//! Error types for metric evaluation.
//!
//! Every failure is raised from the call that detected it and reaches the
//! caller unchanged; nothing in this crate retries.

use thiserror::Error;

/// Which normalization found a zero total.
#[derive(Error, Debug, Clone, Copy, PartialEq, Eq)]
pub enum HistogramKind {
    #[error("joint PDF")]
    Joint,
    #[error("fixed image marginal PDF")]
    FixedMarginal,
}

/// Main error type for metric operations.
#[derive(Error, Debug, Clone, PartialEq)]
pub enum MetricError {
    /// Missing or empty collaborator detected at initialization.
    #[error("Invalid configuration: {0}")]
    Configuration(String),

    /// Too many samples mapped outside the valid moving domain.
    #[error("Too many samples map outside moving image buffer: {accepted} / {total}")]
    Sampling { accepted: usize, total: usize },

    /// A histogram summed to zero during normalization.
    #[error("Degenerate histogram: {0} sums to zero")]
    DegenerateHistogram(HistogramKind),

    /// A computed value is not a number.
    #[error("Numeric anomaly: {0}")]
    NumericAnomaly(String),

    /// Evaluation requested before a successful `initialize`.
    #[error("Metric used before initialization")]
    NotInitialized,

    /// Parameter vector length does not match the transform.
    #[error("Parameter count mismatch: expected {expected}, got {actual}")]
    ParameterCount { expected: usize, actual: usize },
}

/// Result type for metric operations.
pub type Result<T> = std::result::Result<T, MetricError>;

impl MetricError {
    /// Create a configuration error.
    pub fn configuration(msg: impl Into<String>) -> Self {
        Self::Configuration(msg.into())
    }

    /// Create a numeric anomaly error.
    pub fn numeric_anomaly(msg: impl Into<String>) -> Self {
        Self::NumericAnomaly(msg.into())
    }

    /// Create a sampling error.
    pub fn sampling(accepted: usize, total: usize) -> Self {
        Self::Sampling { accepted, total }
    }

    /// Create a degenerate histogram error.
    pub fn degenerate(kind: HistogramKind) -> Self {
        Self::DegenerateHistogram(kind)
    }

    /// Whether the error concerns one evaluation rather than the setup.
    ///
    /// Optimizers may retry these with different parameters.
    pub fn is_evaluation_failure(&self) -> bool {
        matches!(
            self,
            Self::Sampling { .. } | Self::DegenerateHistogram(_) | Self::NumericAnomaly(_)
        )
    }
}
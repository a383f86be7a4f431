//! Image type with tensor storage and physical metadata.

use burn::tensor::backend::Backend;
use burn::tensor::Tensor;
use super::{ImageBuffer, ImageMetadata, ImageRegion};
use crate::spatial::{Direction, Point, Spacing};

/// Medical image with physical metadata.
///
/// Pixels live in a burn tensor on any backend. Tensor dimension `D-1-i`
/// holds index component `i`, so a 2D tensor of shape `[rows, cols]` has
/// `cols` pixels along index axis 0 (x).
///
/// # Type Parameters
/// * `B` - The backend holding the pixel tensor
/// * `D` - The dimensionality of the image
#[derive(Debug, Clone)]
pub struct Image<B: Backend, const D: usize> {
    data: Tensor<B, D>,
    metadata: ImageMetadata<D>,
}

impl<B: Backend, const D: usize> Image<B, D> {
    /// Create a new image with the given data and geometry.
    ///
    /// # Examples
    /// ```rust
    /// use ritk_core::Image;
    /// use ritk_core::spatial::{Point2, Spacing2, Direction2};
    /// use burn::tensor::Tensor;
    /// use burn_ndarray::NdArray;
    ///
    /// let device = Default::default();
    /// let data = Tensor::<NdArray<f32>, 2>::zeros([8, 16], &device);
    /// let image = Image::new(data, Point2::origin(), Spacing2::uniform(1.0), Direction2::identity());
    /// assert_eq!(image.size(), [16, 8]);
    /// ```
    pub fn new(
        data: Tensor<B, D>,
        origin: Point<D>,
        spacing: Spacing<D>,
        direction: Direction<D>,
    ) -> Self {
        Self::with_metadata(data, ImageMetadata::new(origin, spacing, direction))
    }

    pub fn with_metadata(data: Tensor<B, D>, metadata: ImageMetadata<D>) -> Self {
        Self { data, metadata }
    }

    pub fn data(&self) -> &Tensor<B, D> {
        &self.data
    }

    pub fn metadata(&self) -> &ImageMetadata<D> {
        &self.metadata
    }

    pub fn origin(&self) -> &Point<D> {
        self.metadata.origin()
    }

    pub fn spacing(&self) -> &Spacing<D> {
        self.metadata.spacing()
    }

    pub fn direction(&self) -> &Direction<D> {
        self.metadata.direction()
    }

    /// Tensor shape (slowest axis first).
    pub fn shape(&self) -> [usize; D] {
        let dims = self.data.shape().dims;
        std::array::from_fn(|i| dims[i])
    }

    /// Number of pixels along each index axis (x first).
    pub fn size(&self) -> [usize; D] {
        let shape = self.shape();
        std::array::from_fn(|i| shape[D - 1 - i])
    }

    pub fn largest_region(&self) -> ImageRegion<D> {
        ImageRegion::from_size(self.size())
    }

    pub fn transform_physical_point_to_continuous_index(&self, point: &Point<D>) -> Point<D> {
        self.metadata.physical_point_to_continuous_index(point)
    }

    pub fn transform_continuous_index_to_physical_point(&self, index: &Point<D>) -> Point<D> {
        self.metadata.continuous_index_to_physical_point(index)
    }

    /// Read the pixels back to the host as `f64`.
    ///
    /// Row-major tensor order already is x-fastest index order, so no
    /// reshuffling is needed.
    pub fn to_buffer(&self) -> ImageBuffer<D> {
        let data = self.data.to_data();
        let pixels: Vec<f64> = data.iter::<f64>().collect();
        ImageBuffer::new(self.size(), pixels, self.metadata.clone())
    }
}
//! B-Spline transform implementation.
//!
//! This module provides a B-Spline free-form deformation transform whose
//! evaluation, Jacobian and spatial Jacobian all run through the
//! [`RecursiveTransformEvaluator`].

use nalgebra::SMatrix;
use crate::image::ImageBuffer;
use crate::kernel::{self, MAX_SPLINE_ORDER};
use crate::spatial::{Point, Spacing, Vector};
use super::recursive::{RecursiveTransformEvaluator, MAX_SPACE_DIMENSION};
use super::trait_::{GridSupport, LocalSupport, Transform, TransformJacobian};

const MAX_WEIGHTS: usize = (MAX_SPLINE_ORDER + 1) * MAX_SPACE_DIMENSION;

/// B-Spline Transform (Free-form deformation).
///
/// Uses an axis-aligned grid of control points to define a smooth
/// displacement field: `T(x) = x + Σ_c w_c(x) · d_c`.
///
/// Parameters are laid out output-dimension-major: all x displacements
/// (grid order, x-fastest), then all y displacements, and so on. Points
/// whose support region leaves the grid are mapped by the identity and
/// have a zero Jacobian.
#[derive(Debug, Clone, PartialEq)]
pub struct BSplineTransform<const D: usize> {
    grid_origin: Point<D>,
    grid_spacing: Spacing<D>,
    grid_size: [usize; D],
    offsets: [usize; D],
    evaluator: RecursiveTransformEvaluator,
    parameters: Vec<f64>,
}

impl<const D: usize> BSplineTransform<D> {
    /// Create a transform with zero displacement.
    ///
    /// # Arguments
    /// * `grid_origin` - Physical location of control point `[0; D]`
    /// * `grid_spacing` - Distance between control points along each axis
    /// * `grid_size` - Number of control points along each axis
    /// * `spline_order` - 1 (linear) to 3 (cubic)
    ///
    /// # Panics
    /// If the order is unsupported or the grid is smaller than one support region.
    pub fn new(grid_origin: Point<D>, grid_spacing: Spacing<D>, grid_size: [usize; D], spline_order: usize) -> Self {
        assert!(
            (1..=MAX_SPLINE_ORDER).contains(&spline_order),
            "Spline order must be in 1..={MAX_SPLINE_ORDER}"
        );
        assert!(grid_spacing.is_valid(), "Grid spacing must be positive");
        assert!(
            grid_size.iter().all(|&n| n > spline_order),
            "Grid must hold at least one support region per axis"
        );
        let mut offsets = [1usize; D];
        for i in 1..D {
            offsets[i] = offsets[i - 1] * grid_size[i - 1];
        }
        let parameters_per_dimension: usize = grid_size.iter().product();
        Self {
            grid_origin,
            grid_spacing,
            grid_size,
            offsets,
            evaluator: RecursiveTransformEvaluator::new(D, spline_order, D),
            parameters: vec![0.0; parameters_per_dimension * D],
        }
    }

    /// Grid covering the physical bounding box of an image.
    ///
    /// `mesh_size` is the number of grid intervals spanning the image along
    /// each axis. Extra control points are added around the image so that
    /// every pixel has a valid support region.
    pub fn covering(image: &ImageBuffer<D>, mesh_size: [usize; D], spline_order: usize) -> Self {
        let size = image.size();
        let mut lower = [f64::INFINITY; D];
        let mut upper = [f64::NEG_INFINITY; D];
        for corner in 0..(1usize << D) {
            let index: [usize; D] = std::array::from_fn(|i| {
                if corner & (1 << i) != 0 {
                    size[i].saturating_sub(1)
                } else {
                    0
                }
            });
            let point = image.index_to_physical_point(&index);
            for i in 0..D {
                lower[i] = lower[i].min(point[i]);
                upper[i] = upper[i].max(point[i]);
            }
        }
        let mesh: [usize; D] = std::array::from_fn(|i| mesh_size[i].max(1));
        let spacing = Vector::from_fn(|i| {
            let extent = upper[i] - lower[i];
            if extent > 0.0 {
                extent / mesh[i] as f64
            } else {
                1.0
            }
        });
        let border = ((spline_order + 1) / 2) as f64;
        let origin = Point::from_fn(|i| lower[i] - border * spacing[i]);
        let grid_size = std::array::from_fn(|i| mesh[i] + spline_order + 2);
        Self::new(origin, spacing, grid_size, spline_order)
    }

    pub fn grid_origin(&self) -> &Point<D> {
        &self.grid_origin
    }

    pub fn grid_spacing(&self) -> &Spacing<D> {
        &self.grid_spacing
    }

    pub fn grid_size(&self) -> [usize; D] {
        self.grid_size
    }

    pub fn spline_order(&self) -> usize {
        self.evaluator.spline_order()
    }

    /// Coefficient stride of each grid axis.
    pub fn offsets(&self) -> [usize; D] {
        self.offsets
    }

    pub fn parameters_per_dimension(&self) -> usize {
        self.parameters.len() / D
    }

    /// Continuous grid coordinate of a physical point.
    pub fn continuous_grid_index(&self, point: &Point<D>) -> [f64; D] {
        std::array::from_fn(|i| (point[i] - self.grid_origin[i]) / self.grid_spacing[i])
    }

    /// Fill axis-major weights and return the flat index of the first
    /// support point, or `None` if the support leaves the grid.
    fn support(&self, point: &Point<D>, weights: &mut [f64], derivative_weights: Option<&mut [f64]>) -> Option<usize> {
        let order = self.spline_order();
        let cindex = self.continuous_grid_index(point);
        if cindex.iter().any(|x| !x.is_finite()) {
            return None;
        }
        let mut base = 0;
        for axis in 0..D {
            let span = axis * (order + 1)..(axis + 1) * (order + 1);
            let start = kernel::weights(order, cindex[axis], &mut weights[span]);
            if start < 0 || start as usize + order >= self.grid_size[axis] {
                return None;
            }
            base += start as usize * self.offsets[axis];
        }
        if let Some(derivative) = derivative_weights {
            for axis in 0..D {
                let span = axis * (order + 1)..(axis + 1) * (order + 1);
                kernel::derivative_weights(order, cindex[axis], &mut derivative[span]);
            }
        }
        Some(base)
    }

    fn coefficient_blocks(&self) -> [&[f64]; D] {
        let n = self.parameters_per_dimension();
        std::array::from_fn(|j| &self.parameters[j * n..(j + 1) * n])
    }

    fn displace(&self, point: &Point<D>, base: usize, weights: &[f64]) -> Point<D> {
        let mut displacement = [0.0; D];
        self.evaluator
            .transform_point_with_offsets(&self.coefficient_blocks(), base, &self.offsets, weights, &mut displacement);
        *point + Vector::new(displacement)
    }

    /// Derivative of the mapped point with respect to the input point.
    ///
    /// Entry `(j, i)` is `∂T_j / ∂x_i`. Outside the valid support region the
    /// transform is the identity.
    pub fn spatial_jacobian(&self, point: &Point<D>) -> SMatrix<f64, D, D> {
        let mut weights = [0.0; MAX_WEIGHTS];
        let mut derivative_weights = [0.0; MAX_WEIGHTS];
        let Some(base) = self.support(point, &mut weights, Some(&mut derivative_weights)) else {
            return SMatrix::identity();
        };
        let mut sj = vec![0.0; D * (D + 1)];
        self.evaluator.spatial_jacobian(
            &self.coefficient_blocks(),
            base,
            &self.offsets,
            &weights,
            &derivative_weights,
            &mut sj,
        );
        SMatrix::from_fn(|j, i| {
            let identity = if i == j { 1.0 } else { 0.0 };
            identity + sj[j + D * (i + 1)] / self.grid_spacing[i]
        })
    }
}

impl<const D: usize> Transform<D> for BSplineTransform<D> {
    fn number_of_parameters(&self) -> usize {
        self.parameters.len()
    }

    fn parameters(&self) -> Vec<f64> {
        self.parameters.clone()
    }

    fn set_parameters(&mut self, parameters: &[f64]) {
        assert_eq!(
            parameters.len(),
            self.parameters.len(),
            "B-spline transform expects {} parameters",
            self.parameters.len()
        );
        self.parameters.copy_from_slice(parameters);
    }

    fn transform_point(&self, point: &Point<D>) -> Point<D> {
        let mut weights = [0.0; MAX_WEIGHTS];
        match self.support(point, &mut weights, None) {
            Some(base) => self.displace(point, base, &weights),
            None => *point,
        }
    }

    fn number_of_nonzero_jacobian_indices(&self) -> usize {
        self.evaluator.support_size() * D
    }

    fn is_valid_point(&self, point: &Point<D>) -> bool {
        let mut weights = [0.0; MAX_WEIGHTS];
        self.support(point, &mut weights, None).is_some()
    }

    fn jacobian(&self, point: &Point<D>, jacobian: &mut TransformJacobian) {
        let nonzero = self.number_of_nonzero_jacobian_indices();
        jacobian.reset(D, nonzero);
        let mut weights = [0.0; MAX_WEIGHTS];
        match self.support(point, &mut weights, None) {
            Some(base) => {
                self.evaluator.jacobian(&weights, jacobian.values_mut());
                self.evaluator.nonzero_jacobian_indices(
                    self.parameters_per_dimension(),
                    base,
                    &self.offsets,
                    jacobian.nonzero_indices_mut(),
                );
            }
            None => {
                for (c, index) in jacobian.nonzero_indices_mut().iter_mut().enumerate() {
                    *index = c;
                }
            }
        }
    }

    fn grid_support(&self) -> Option<GridSupport> {
        Some(GridSupport {
            evaluator: self.evaluator,
            parameters_per_dimension: self.parameters_per_dimension(),
        })
    }

    fn transform_point_local(&self, point: &Point<D>, local: &mut LocalSupport) -> Option<Point<D>> {
        local.weights.resize(self.evaluator.weights_len(), 0.0);
        local
            .nonzero_indices
            .resize(self.number_of_nonzero_jacobian_indices(), 0);
        let base = self.support(point, &mut local.weights, None)?;
        self.evaluator.nonzero_jacobian_indices(
            self.parameters_per_dimension(),
            base,
            &self.offsets,
            &mut local.nonzero_indices,
        );
        Some(self.displace(point, base, &local.weights))
    }
}
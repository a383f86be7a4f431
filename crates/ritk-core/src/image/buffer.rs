//! Host-side pixel buffer used on evaluation hot paths.

use std::sync::Arc;
use super::{ImageMetadata, ImageRegion};
use crate::spatial::Point;

/// Contiguous `f64` pixels plus physical geometry.
///
/// Index component 0 is the fastest-varying axis, so the pixel at
/// `index` lives at `Σ index[i] * stride[i]` with `stride[0] = 1`.
/// Interpolators, masks and metrics share one buffer through `Arc`.
#[derive(Debug, Clone, PartialEq)]
pub struct ImageBuffer<const D: usize> {
    size: [usize; D],
    strides: [usize; D],
    pixels: Vec<f64>,
    metadata: ImageMetadata<D>,
}

impl<const D: usize> ImageBuffer<D> {
    /// Wrap existing pixels.
    ///
    /// # Panics
    /// If `pixels.len()` differs from the product of `size`.
    pub fn new(size: [usize; D], pixels: Vec<f64>, metadata: ImageMetadata<D>) -> Self {
        assert_eq!(
            pixels.len(),
            size.iter().product::<usize>(),
            "Pixel count must match image size"
        );
        let mut strides = [1usize; D];
        for i in 1..D {
            strides[i] = strides[i - 1] * size[i - 1];
        }
        Self {
            size,
            strides,
            pixels,
            metadata,
        }
    }

    /// Fill a buffer by evaluating `f` at every index.
    pub fn from_fn(
        size: [usize; D],
        metadata: ImageMetadata<D>,
        mut f: impl FnMut([usize; D]) -> f64,
    ) -> Self {
        let pixels = ImageRegion::from_size(size).iter().map(|index| f(index)).collect();
        Self::new(size, pixels, metadata)
    }

    /// Convenience for sharing the buffer between collaborators.
    pub fn into_shared(self) -> Arc<Self> {
        Arc::new(self)
    }

    pub fn size(&self) -> [usize; D] {
        self.size
    }

    pub fn metadata(&self) -> &ImageMetadata<D> {
        &self.metadata
    }

    pub fn pixels(&self) -> &[f64] {
        &self.pixels
    }

    /// The region covering the whole buffer.
    pub fn largest_region(&self) -> ImageRegion<D> {
        ImageRegion::from_size(self.size)
    }

    /// Linear offset of an index.
    pub fn offset(&self, index: &[usize; D]) -> usize {
        (0..D).map(|i| index[i] * self.strides[i]).sum()
    }

    /// Pixel value at an index inside the buffer.
    pub fn value(&self, index: &[usize; D]) -> f64 {
        self.pixels[self.offset(index)]
    }

    /// Pixel value with each index component clamped into the buffer.
    pub fn value_clamped(&self, index: &[isize; D]) -> f64 {
        let clamped: [usize; D] = std::array::from_fn(|i| {
            index[i].clamp(0, self.size[i] as isize - 1) as usize
        });
        self.value(&clamped)
    }

    /// Iterate `(index, value)` pairs of a region, x-fastest.
    pub fn iter_region<'a>(
        &'a self,
        region: &ImageRegion<D>,
    ) -> impl Iterator<Item = ([usize; D], f64)> + 'a {
        region.iter().map(move |index| (index, self.value(&index)))
    }

    /// Minimum and maximum intensity over a region, `None` for an empty region.
    pub fn min_max(&self, region: &ImageRegion<D>) -> Option<(f64, f64)> {
        self.iter_region(region).fold(None, |acc, (_, v)| match acc {
            None => Some((v, v)),
            Some((lo, hi)) => Some((lo.min(v), hi.max(v))),
        })
    }

    /// Physical location of a pixel index.
    pub fn index_to_physical_point(&self, index: &[usize; D]) -> Point<D> {
        self.metadata.index_to_physical_point(index)
    }

    /// Continuous index of a physical point.
    pub fn physical_point_to_continuous_index(&self, point: &Point<D>) -> Point<D> {
        self.metadata.physical_point_to_continuous_index(point)
    }

    /// Whether a continuous index lies within `[0, size - 1]` on every axis.
    pub fn is_inside_continuous_index(&self, index: &Point<D>) -> bool {
        (0..D).all(|i| index[i] >= 0.0 && index[i] <= (self.size[i] - 1) as f64)
    }

    /// Whether a physical point maps inside the buffer.
    pub fn is_inside(&self, point: &Point<D>) -> bool {
        self.is_inside_continuous_index(&self.physical_point_to_continuous_index(point))
    }
}
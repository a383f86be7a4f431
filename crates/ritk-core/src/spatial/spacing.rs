//! Spacing type for physical distances between neighbouring pixels.

use super::Vector;

/// Physical distance between adjacent pixels along each index axis.
pub type Spacing<const D: usize> = Vector<D>;

impl<const D: usize> Spacing<D> {
    /// Same spacing on every axis.
    pub fn uniform(value: f64) -> Self {
        Self::from_fn(|_| value)
    }

    /// Whether every component is strictly positive and finite.
    pub fn is_valid(&self) -> bool {
        (0..D).all(|i| self[i] > 0.0 && self[i].is_finite())
    }
}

■ What this task involves: From the records above, copy only the lines starting with the line that holds "if cindex.iter().any(|x| !x.is_finite())" and going on through the line that holds "let start = kernel::weights(order, cindex[axis], &mut", exactly as written.

■ Reply to the exercise:
        if cindex.iter().any(|x| !x.is_finite()) {
            return None;
        }
        let mut base = 0;
        for axis in 0..D {
            let span = axis * (order + 1)..(axis + 1) * (order + 1);
            let start = kernel::weights(order, cindex[axis], &mut weights[span]);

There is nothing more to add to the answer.